"This work highlights the importance of both biological and computational model systems to unravel the complexities and heterogeneity of human cancer," said Daniel Gallahan, Ph.D., program director for the Integrative Cancer Biology Program at the National Cancer Institute. "This type of analysis can be exploited to better align a therapeutic strategy with an individual's specific cancer."

Running parallel to human trials, the mouse trials will show what works well and what doesn't in the trial methods, data collection, analysis and other aspects of the trials. Researchers can then translate these findings immediately to keep the human clinical trials advancing as effectively as possible.

With so much mouse model research happening around the globe, why weren't these mouse tumor differences noted before? The gene expression analyses performed on mouse tumors simply haven't been large enough, Nevins said.

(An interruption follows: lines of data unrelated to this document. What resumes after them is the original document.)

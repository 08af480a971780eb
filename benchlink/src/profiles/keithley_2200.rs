use crate::profile::{Command, InstrumentKind, OptionTable, Param, Profile, Reply, Template};

/// Keithley 2200 series single channel supply.
pub fn profile() -> Profile {
    let profile = Profile::new("2200", "Keithley", "2200", InstrumentKind::PowerSupply)
        .alias("Keithley2200")
        .with_table(super::state_table())
        .with_table(OptionTable::new("function_mode", &["FIXed", "LIST"]))
        .with_command(Command::write(
            "configure",
            "Program voltage, current and the key beeper",
            Template::new(
                ":VOLTage {voltage};:CURRent {current};:CONF:SOUN:{beeper}",
                vec![
                    Param::number("voltage").default(0),
                    Param::number("current").default(0),
                    Param::choice("beeper", "state").default(1),
                ],
            ),
        ))
        .with_command(Command::write(
            "output",
            "Enable or disable the output",
            Template::new(":OUTPut {state};", vec![Param::choice("state", "state").default(1)]),
        ))
        .with_command(Command::write(
            "functionMode",
            "Fixed output or list sequence",
            Template::new(
                ":FUNCtion:MODE {mode};",
                vec![Param::choice("mode", "function_mode").default(0)],
            ),
        ))
        .with_command(Command::measure(
            "outputVoltage",
            "Output voltage",
            Reply::Float,
            ":MEASure:VOLTage?",
        ))
        .with_command(Command::measure(
            "outputCurrent",
            "Output current",
            Reply::Float,
            ":MEASure:CURRent?",
        ))
        .with_command(Command::measure("outputState", "Output state", Reply::Text, ":OUTPut?"))
        .with_command(Command::measure(
            "functionModeState",
            "Active function mode",
            Reply::Text,
            "FUNCTION:MODE?",
        ));
    super::common(profile)
}

#[cfg(test)]
mod tests {
    use super::*;
    use crate::profile::Args;

    #[test]
    fn configure() {
        let args = Args::new().with("voltage", 5).with("current", 1.5).with("beeper", "OFF");
        assert_eq!(
            profile().render("configure", &args).unwrap(),
            ":VOLTage 5;:CURRent 1.5;:CONF:SOUN:OFF"
        );
    }

    #[test]
    fn function_mode_accepts_short_form() {
        assert_eq!(
            profile()
                .render("functionMode", &Args::new().with("mode", "fix"))
                .unwrap(),
            ":FUNCtion:MODE FIXed;"
        );
        assert_eq!(
            profile()
                .render("functionMode", &Args::new().with("mode", 1))
                .unwrap(),
            ":FUNCtion:MODE LIST;"
        );
    }

    #[test]
    fn output_defaults_to_on() {
        assert_eq!(profile().render("output", &Args::new()).unwrap(), ":OUTPut ON;");
    }
}
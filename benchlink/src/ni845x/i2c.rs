use anyhow::anyhow;
use serde::{Deserialize, Serialize};

use super::{ConfigHandle, Device};
use crate::Error;

#[derive(Clone, Copy, Debug, PartialEq, Eq, Serialize, Deserialize)]
pub enum AddressSize {
    SevenBit = 0,
    TenBit = 1,
}

/// An I2C configuration handle bound to a device.
pub struct I2cConfig<'d> {
    device: &'d Device,
    handle: ConfigHandle,
    open: bool,
}

fn check_len(what: &str, len: usize) -> crate::Result<()> {
    if len == 0 {
        return Err(Error::argument(anyhow!("{} must not be empty", what)));
    }
    if len > u32::MAX as usize {
        return Err(Error::argument(anyhow!("{} of {} bytes is too large", what, len)));
    }
    Ok(())
}

impl<'d> I2cConfig<'d> {
    pub(super) fn open(device: &'d Device) -> crate::Result<Self> {
        device.claim_config("I2C")?;
        let mut handle = ConfigHandle::default();
        let status = device.driver().i2c_configuration_open(&mut handle);
        if let Err(err) = device.check(status, || "ni845xI2cConfigurationOpen".to_string()) {
            device.release_config();
            return Err(err);
        }
        Ok(I2cConfig {
            device,
            handle,
            open: true,
        })
    }

    pub fn handle(&self) -> ConfigHandle {
        self.handle
    }

    pub fn set_address(&self, address: u16) -> crate::Result<()> {
        let status = self.device.driver().i2c_configuration_set_address(self.handle, address);
        self.device
            .check(status, || format!("ni845xI2cConfigurationSetAddress({:#04X})", address))
    }

    pub fn address(&self) -> crate::Result<u16> {
        let mut ret = 0;
        let status = self.device.driver().i2c_configuration_get_address(self.handle, &mut ret);
        self.device
            .check(status, || "ni845xI2cConfigurationGetAddress".to_string())
            .map(|_| ret)
    }

    pub fn set_address_size(&self, size: AddressSize) -> crate::Result<()> {
        let status = self
            .device
            .driver()
            .i2c_configuration_set_address_size(self.handle, size as i32);
        self.device
            .check(status, || format!("ni845xI2cConfigurationSetAddressSize({})", size as i32))
    }

    pub fn address_size(&self) -> crate::Result<AddressSize> {
        let mut ret = 0;
        let status = self
            .device
            .driver()
            .i2c_configuration_get_address_size(self.handle, &mut ret);
        self.device
            .check(status, || "ni845xI2cConfigurationGetAddressSize".to_string())?;
        match ret {
            0 => Ok(AddressSize::SevenBit),
            1 => Ok(AddressSize::TenBit),
            x => Err(Error::internal(anyhow!("Unknown I2C address size {}", x))),
        }
    }

    /// Clock rate in kHz.
    pub fn set_clock_rate(&self, khz: u16) -> crate::Result<()> {
        let status = self.device.driver().i2c_configuration_set_clock_rate(self.handle, khz);
        self.device
            .check(status, || format!("ni845xI2cConfigurationSetClockRate({})", khz))
    }

    pub fn clock_rate(&self) -> crate::Result<u16> {
        let mut ret = 0;
        let status = self.device.driver().i2c_configuration_get_clock_rate(self.handle, &mut ret);
        self.device
            .check(status, || "ni845xI2cConfigurationGetClockRate".to_string())
            .map(|_| ret)
    }

    /// High speed clock rate in kHz.
    pub fn set_hs_clock_rate(&self, khz: u16) -> crate::Result<()> {
        let status = self
            .device
            .driver()
            .i2c_configuration_set_hs_clock_rate(self.handle, khz);
        self.device
            .check(status, || format!("ni845xI2cConfigurationSetHSClockRate({})", khz))
    }

    pub fn hs_clock_rate(&self) -> crate::Result<u16> {
        let mut ret = 0;
        let status = self
            .device
            .driver()
            .i2c_configuration_get_hs_clock_rate(self.handle, &mut ret);
        self.device
            .check(status, || "ni845xI2cConfigurationGetHSClockRate".to_string())
            .map(|_| ret)
    }

    pub fn set_hs_enable(&self, enable: bool) -> crate::Result<()> {
        let status = self
            .device
            .driver()
            .i2c_configuration_set_hs_enable(self.handle, enable as u8);
        self.device
            .check(status, || format!("ni845xI2cConfigurationSetHSEnable({})", enable as u8))
    }

    pub fn hs_enable(&self) -> crate::Result<bool> {
        let mut ret = 0;
        let status = self.device.driver().i2c_configuration_get_hs_enable(self.handle, &mut ret);
        self.device
            .check(status, || "ni845xI2cConfigurationGetHSEnable".to_string())
            .map(|_| ret != 0)
    }

    /// Master code sent before a high speed transfer, 0 to 7.
    pub fn set_hs_master_code(&self, code: u8) -> crate::Result<()> {
        if code > 7 {
            return Err(Error::argument(anyhow!("HS master code {} is out of 0..=7", code)));
        }
        let status = self
            .device
            .driver()
            .i2c_configuration_set_hs_master_code(self.handle, code);
        self.device
            .check(status, || format!("ni845xI2cConfigurationSetHSMasterCode({})", code))
    }

    pub fn hs_master_code(&self) -> crate::Result<u8> {
        let mut ret = 0;
        let status = self
            .device
            .driver()
            .i2c_configuration_get_hs_master_code(self.handle, &mut ret);
        self.device
            .check(status, || "ni845xI2cConfigurationGetHSMasterCode".to_string())
            .map(|_| ret)
    }

    pub fn set_port(&self, port: u8) -> crate::Result<()> {
        let status = self.device.driver().i2c_configuration_set_port(self.handle, port);
        self.device
            .check(status, || format!("ni845xI2cConfigurationSetPort({})", port))
    }

    pub fn port(&self) -> crate::Result<u8> {
        let mut ret = 0;
        let status = self.device.driver().i2c_configuration_get_port(self.handle, &mut ret);
        self.device
            .check(status, || "ni845xI2cConfigurationGetPort".to_string())
            .map(|_| ret)
    }

    /// ACK polling timeout in ms, 0 disables polling.
    pub fn set_ack_poll_timeout(&self, timeout_ms: u16) -> crate::Result<()> {
        let status = self
            .device
            .driver()
            .i2c_configuration_set_ack_poll_timeout(self.handle, timeout_ms);
        self.device
            .check(status, || format!("ni845xI2cConfigurationSetAckPollTimeout({})", timeout_ms))
    }

    pub fn ack_poll_timeout(&self) -> crate::Result<u16> {
        let mut ret = 0;
        let status = self
            .device
            .driver()
            .i2c_configuration_get_ack_poll_timeout(self.handle, &mut ret);
        self.device
            .check(status, || "ni845xI2cConfigurationGetAckPollTimeout".to_string())
            .map(|_| ret)
    }

    pub fn write(&self, address: u16, data: &[u8]) -> crate::Result<()> {
        check_len("I2C write", data.len())?;
        self.set_address(address)?;
        let status = self.device.driver().i2c_write(self.device.handle(), self.handle, data);
        self.device.check(status, || {
            format!("ni845xI2cWrite({:#04X}, {} bytes)", address, data.len())
        })
    }

    pub fn read(&self, address: u16, count: usize) -> crate::Result<Vec<u8>> {
        check_len("I2C read", count)?;
        self.set_address(address)?;
        let mut data = vec![0_u8; count];
        let mut read = 0_u32;
        let status = self
            .device
            .driver()
            .i2c_read(self.device.handle(), self.handle, &mut data, &mut read);
        self.device
            .check(status, || format!("ni845xI2cRead({:#04X}, {} bytes)", address, count))?;
        data.truncate(read as usize);
        Ok(data)
    }

    /// Write `data` and read `count` bytes with a repeated start in between.
    pub fn write_read(&self, address: u16, data: &[u8], count: usize) -> crate::Result<Vec<u8>> {
        check_len("I2C write", data.len())?;
        check_len("I2C read", count)?;
        self.set_address(address)?;
        let mut ret = vec![0_u8; count];
        let mut read = 0_u32;
        let status = self.device.driver().i2c_write_read(
            self.device.handle(),
            self.handle,
            data,
            &mut ret,
            &mut read,
        );
        self.device.check(status, || {
            format!(
                "ni845xI2cWriteRead({:#04X}, {} bytes, {} bytes)",
                address,
                data.len(),
                count
            )
        })?;
        ret.truncate(read as usize);
        Ok(ret)
    }

    fn release(&mut self) -> crate::Result<()> {
        self.open = false;
        self.device.release_config();
        let status = self.device.driver().i2c_configuration_close(self.handle);
        self.device
            .check(status, || "ni845xI2cConfigurationClose".to_string())
    }

    pub fn close(mut self) -> crate::Result<()> {
        self.release()
    }
}

impl<'d> Drop for I2cConfig<'d> {
    fn drop(&mut self) {
        if self.open {
            let _ = self.release();
        }
    }
}

impl Device {
    pub fn i2c_configuration(&self) -> crate::Result<I2cConfig<'_>> {
        I2cConfig::open(self)
    }
}
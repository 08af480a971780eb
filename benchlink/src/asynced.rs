//! Run an [`Adapter`] on its own thread and talk to it from async code.
//!
//! Driver calls block, so every adapter gets a dedicated OS thread that owns
//! the session. Requests are queued on a channel and answered through a oneshot.

use std::sync::{mpsc, Arc, Mutex};
use std::thread;

use anyhow::anyhow;
use tokio::sync::oneshot;

use crate::engine::{Adapter, Reading};
use crate::profile::Args;
use crate::transport::Transport;
use crate::{Error, ScpiRequest};

/// Work executed on the adapter thread.
#[derive(Clone, Debug)]
pub enum Task {
    Open {
        resource: String,
        reset: bool,
        identify: bool,
    },
    Close,
    Scpi(ScpiRequest),
    Configure { command: String, args: Args },
    Query { command: String, args: Args },
}

enum Msg {
    Task {
        task: Task,
        reply: oneshot::Sender<crate::Result<Reading>>,
    },
    Drop,
}

/// Handle to an adapter thread. Clones share the same thread.
#[derive(Clone)]
pub struct Instrument {
    tx: Arc<Mutex<mpsc::Sender<Msg>>>,
}

fn disconnected() -> Error {
    Error::internal(anyhow!("Disconnected"))
}

impl Instrument {
    pub fn spawn<T: Transport + 'static>(adapter: Adapter<T>) -> Self {
        let (tx, rx) = mpsc::channel();
        thread::spawn(move || {
            let mut adapter = adapter;
            while let Ok(msg) = rx.recv() {
                match msg {
                    Msg::Task { task, reply } => {
                        let _ = reply.send(Self::run_task(&mut adapter, task));
                    }
                    Msg::Drop => break,
                }
            }
            if adapter.is_open() {
                if let Err(err) = adapter.close() {
                    log::warn!("Closing {} failed: {}", adapter.profile().name, err);
                }
            }
            log::debug!("Adapter thread for {} quits", adapter.profile().name);
        });
        Instrument {
            tx: Arc::new(Mutex::new(tx)),
        }
    }

    fn run_task<T: Transport>(adapter: &mut Adapter<T>, task: Task) -> crate::Result<Reading> {
        match task {
            Task::Open {
                resource,
                reset,
                identify,
            } => adapter.open(&resource, reset, identify).map(|_| Reading::Done),
            Task::Close => adapter.close().map(|_| Reading::Done),
            Task::Scpi(request) => adapter.session().handle_scpi(request).map(Reading::from),
            Task::Configure { command, args } => adapter.configure(&command, &args).map(|_| Reading::Done),
            Task::Query { command, args } => adapter.query(&command, &args),
        }
    }

    pub async fn request(&self, task: Task) -> crate::Result<Reading> {
        let (tx, rx) = oneshot::channel();
        let msg = Msg::Task { task, reply: tx };
        self.tx
            .lock()
            .map_err(|_| disconnected())?
            .send(msg)
            .map_err(|_| disconnected())?;
        rx.await.map_err(|_| disconnected())?
    }

    /// Stop the thread. The session is closed if it is still open.
    pub fn disconnect(self) {
        if let Ok(tx) = self.tx.lock() {
            let _ = tx.send(Msg::Drop);
        }
    }
}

"We examined a large number, up to 80 samples of mouse tumors. And in the same way that a picture gets clearer when you add more pixels, the information about the tumors became clearer as we examined more samples," he said. "In effect, we went to a higher resolution and could begin to see patterns more clearly."

The study was funded by the National Institutes of Health and the V Foundation for Cancer Research, named in honor of the late North Carolina State basketball coach Jim Valvano.

Other authors include Eran R. Andrechek, Jeffrey T. Chang, Michael L. Gatza, Chaitanya R. Acharya, and Anil Potti of the Duke Institute for Genome Sciences and Policy, and Robert D. Cardiff of the Center for Comparative Medicine at the University of California at Davis.

Source: Duke University Medical Center